In December 2003, defendant moved to enforce the October 6 order,[2] and on January 9, 2004, an order was entered finding plaintiff in violation of the October 6 order. The court awarded counsel fees to defendant in the amount of $3,110 and reduced defendant's support obligation by half as a sanction against plaintiff, based on the judge's determination that plaintiff violated the October 6 order. The January 9 order further directed plaintiff to appear on January 30, 2004 "and show cause why future support payments should not be reduced or suspended until she has complied with the existing court orders." Plaintiff was not present for the January 9, 2004 proceeding and the order modifying support and assessing sanctions was entered in the absence of an evidentiary hearing.
On January 30, 2004, defendant and his attorney were back in court but, again, plaintiff was not present and nothing in the record indicates that plaintiff ever received timely notice of the January 30 proceeding.
On January 17, 2004, Dr. Hammer had written a letter to the judge complaining that he had "been frustrated by the inability to reach Mrs. Entress and/or secure appointments with her once contact is initiated." He further indicated that, "[e]ssentially, Mrs. Entress appears to be either confused by current circumstances or deliberately oppositional to Court orders, instruction and/or the evaluative process" but noted that he was "not yet in a position to assess whether or not the above-described confusion is deliberate." In a letter dated January 27, 2004, the trial judge wrote to plaintiff and defendant's counsel, stating:
In review of Dr. Hammer's letter, I have decided to require Ms. Entress, the plaintiff, to show cause, on January 30th, 2004 at 9:00 a.m., or as soon thereafter as the case may be reached, why the Court should not enter an Order consistent with Dr. Hammer's recommendations.

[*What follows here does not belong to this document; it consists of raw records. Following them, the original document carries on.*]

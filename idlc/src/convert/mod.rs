//! AST/legacy-descriptor to [`crate::model`] conversion (spec.md §4.3,
//! §4.4). Every converter here builds a [`crate::model::Module`] whose
//! type references are still `Forward`; the [`crate::linker`] resolves
//! them in a later, strictly serial pass.

pub mod native;
pub mod legacy;

use crate::ast::{UnaryOp as AstUnaryOp, ValueAst};
use crate::model::{TypeSpecifier, Value};

/// Lowers a parsed value expression into its linked-model shape, leaving
/// any bare identifier as `Value::Identifier` for the type checker to
/// reclassify as an enumerant or const reference once the target type
/// is known (spec.md §3: `Value` carries both forms).
pub fn lower_value(v: &ValueAst) -> Value {
    match v {
        ValueAst::Bool(b, _) => Value::Bool(*b),
        ValueAst::Int(i, _) => Value::Int(*i),
        ValueAst::Float(f, _) => Value::Float(*f),
        ValueAst::Text(t, _) => Value::Text(t.clone()),
        ValueAst::Data(d, _) => Value::Data(d.clone()),
        ValueAst::List(items, _) => Value::List(items.iter().map(lower_value).collect()),
        ValueAst::Struct(fields, _) => Value::Struct(
            fields
                .iter()
                .map(|(name, val)| (name.clone(), lower_value(val)))
                .collect(),
        ),
        ValueAst::Enumerant(q) | ValueAst::Ident(q) => Value::Identifier {
            qualifier: q.qualifier.clone(),
            name: q.name.clone(),
        },
        ValueAst::Unary(op, inner, _) => {
            let op = match op {
                AstUnaryOp::Plus => crate::ast::UnaryOp::Plus,
                AstUnaryOp::Neg => crate::ast::UnaryOp::Neg,
                AstUnaryOp::Not => crate::ast::UnaryOp::Not,
            };
            Value::Unary(op, Box::new(lower_value(inner)))
        }
        ValueAst::Binary(op, lhs, rhs, _) => {
            Value::Binary(*op, Box::new(lower_value(lhs)), Box::new(lower_value(rhs)))
        }
    }
}

/// Lowers a parsed type expression into a `Forward` specifier.
pub fn lower_type_expr(ty: &crate::ast::TypeExprAst) -> TypeSpecifier {
    TypeSpecifier::Forward {
        qualifier: ty.qualifier.clone(),
        name: ty.name.clone(),
        arguments: ty.parameters.iter().map(lower_type_expr).collect(),
    }
}

//! Recursive-descent parser over the filtered native-dialect token stream
//! (spec.md §4.2). Every production returns `Option<T>`: on error the
//! parser reports via the [`Reporter`] and returns `None`, which its
//! caller treats as "skip this declaration" rather than aborting the file.

use crate::ast::*;
use crate::error::{DiagnosticCode, Reporter};
use crate::lexer::{tokenize, Keyword, Punct, Token, TokenKind};
use crate::span::{Location, Span};

const LOOKAHEAD_DEPTH: usize = 8;

struct TokenStream {
    tokens: Vec<Token>,
    pos: usize,
}

impl TokenStream {
    fn new(tokens: Vec<Token>) -> Self {
        Self { tokens, pos: 0 }
    }

    fn peek_at(&self, offset: usize) -> &Token {
        let idx = (self.pos + offset).min(self.tokens.len() - 1);
        &self.tokens[idx]
    }

    fn peek(&self) -> &Token {
        self.peek_at(0)
    }

    fn at_eof(&self) -> bool {
        matches!(self.peek().kind, TokenKind::Eof)
    }

    fn advance(&mut self) -> Token {
        let tok = self.tokens[self.pos.min(self.tokens.len() - 1)].clone();
        if self.pos < self.tokens.len() - 1 {
            self.pos += 1;
        }
        tok
    }
}

/// Drops newlines and semicolons before parsing, per spec.md §4.2;
/// comments remain in the stream and are consumed explicitly by
/// metadata-tail parsing.
fn significant_tokens(tokens: Vec<Token>) -> Vec<Token> {
    tokens
        .into_iter()
        .filter(|t| {
            !matches!(
                t.kind,
                TokenKind::Newline | TokenKind::Punct(Punct::Semicolon)
            )
        })
        .collect()
}
#[cfg(test)]
mod tests {
    use super::*;
    use crate::convert::native::convert_module;
    use crate::parser::parse_source;

    fn build_and_check(src: &str) -> Reporter {
        let reporter = Reporter::new();
        let ast = parse_source(src, "t.idl", &reporter);
        let module = convert_module(&ast, "t.idl", &reporter);
        let mut image = Image::new();
        image.modules.insert(module.uid, module);
        crate::linker::link(&mut image, &reporter);
        check(&image, &reporter);
        reporter
    }

    #[test]
    fn well_formed_struct_has_no_diagnostics() {
        let r = build_and_check("syntax = \"mglot0\"\nmodule = @1\nstruct S { X :Int32 @0 } @1");
        assert!(r.is_empty());
    }

    #[test]
    fn list_without_type_argument_is_wrong_arity() {
        let r = build_and_check("syntax = \"mglot0\"\nmodule = @1\nstruct S { X :List @0 } @1");
        assert!(r.sorted().iter().any(|d| d.code == DiagnosticCode::WrongArity));
    }

    #[test]
    fn narrowing_default_is_a_type_mismatch() {
        let r = build_and_check(
            "syntax = \"mglot0\"\nmodule = @1\nstruct S { X :Int8 @0 = 1000 } @1",
        );
        assert!(r.sorted().iter().any(|d| d.code == DiagnosticCode::TypeMismatch));
    }

    #[test]
    fn map_requires_two_type_arguments() {
        let r = build_and_check(
            "syntax = \"mglot0\"\nmodule = @1\nstruct S { X :Map<Text> @0 } @1",
        );
        assert!(r.sorted().iter().any(|d| d.code == DiagnosticCode::WrongArity));
    }

    #[test]
    fn api_method_returning_an_enum_is_a_kind_mismatch() {
        let r = build_and_check(
            "syntax = \"mglot0\"\nmodule = @1\nenum E { Bar @1 } @2\napi Svc { Call(:E) returns (:E) @1 } @3",
        );
        assert!(r.sorted().iter().any(|d| d.code == DiagnosticCode::KindMismatch));
    }

    #[test]
    fn api_extending_an_sdk_is_a_kind_mismatch() {
        let r = build_and_check(
            "syntax = \"mglot0\"\nmodule = @1\nsdk S { Do() nothrows @1 } @2\napi Svc : S { } @3",
        );
        assert!(r.sorted().iter().any(|d| d.code == DiagnosticCode::KindMismatch));
    }

    #[test]
    fn const_typed_as_a_struct_is_a_kind_mismatch() {
        let r = build_and_check(
            "syntax = \"mglot0\"\nmodule = @1\nstruct S { } @1\nconst X :S = {}",
        );
        assert!(r.sorted().iter().any(|d| d.code == DiagnosticCode::KindMismatch));
    }

    #[test]
    fn bool_literal_assigned_to_int_field_is_a_type_mismatch() {
        let r = build_and_check(
            "syntax = \"mglot0\"\nmodule = @1\nstruct S { X :Int32 @0 = true } @1",
        );
        assert!(r.sorted().iter().any(|d| d.code == DiagnosticCode::TypeMismatch));
    }

    #[test]
    fn annotation_applied_outside_its_declared_scope_is_a_kind_mismatch() {
        let r = build_and_check(
            "syntax = \"mglot0\"\nmodule = @1\nannotation Scale(const): Int32 @2\nstruct S { X :Int32 @0 $(Scale(5)) } @1",
        );
        assert!(r.sorted().iter().any(|d| d.code == DiagnosticCode::KindMismatch));
    }

    #[test]
    fn annotation_applied_within_its_declared_scope_is_clean() {
        let r = build_and_check(
            "syntax = \"mglot0\"\nmodule = @1\nannotation Scale(field): Int32 @2\nstruct S { X :Int32 @0 $(Scale(5)) } @1",
        );
        assert!(r.is_empty(), "{:?}", r.sorted());
    }
}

Nothing in the record indicates that plaintiff actually received the January 27 letter in time to appear on January 30. Nevertheless, on January 30, solely on the basis of Dr. Hammer's unsworn, uncross-examined statements in his January 17 letter, the trial judge again modified the parenting schedule in favor of defendant, continued the fifty-percent reduction in support as a sanction against plaintiff and appointed Dr. Janice Colton as the children's therapist. The order stated, "Until further Order of the Court, any monies deducted for support [by the Probation Department] shall not be disbursed to Plaintiff and shall be withheld pending further Order of this Court." This order, too, was entered without an evidentiary hearing.
*455 On February 4, 2004, the judge entered another order based on the unsworn, uncross-examined statements of Dr. Hammer, who represented that the children's therapist, Dr. Colton, reported that the children had not been appearing consistently for their therapy sessions. Without an evidentiary hearing or even a direct communication from Dr. Colton, the court adopted Dr. Hammer's statements as true and ordered defendant to pick up the children from school and transport them to their therapy sessions.
On March 15, 2004, plaintiff filed a notice of appeal for the orders entered on October 6, 2003, January 9, January 30 and February 4, 2004. Notwithstanding the pending appeal, and again without an evidentiary hearing, on April 8, 2004, the court proceeded sua sponte to implement Dr. Hammer's recommendations submitted in a letter dated March 22, 2004 "to transfer temporary custody of the children to the Defendant so [Dr. Hammer's] custody evaluation can be completed and the children's Court-ordered therapy can be implemented."[3] Included in the April 8, 2004 order was a provision stating:
The trial Court will retain jurisdiction to enforce the Final Judgment in this case during the pending appeal for the reasons stated on the record.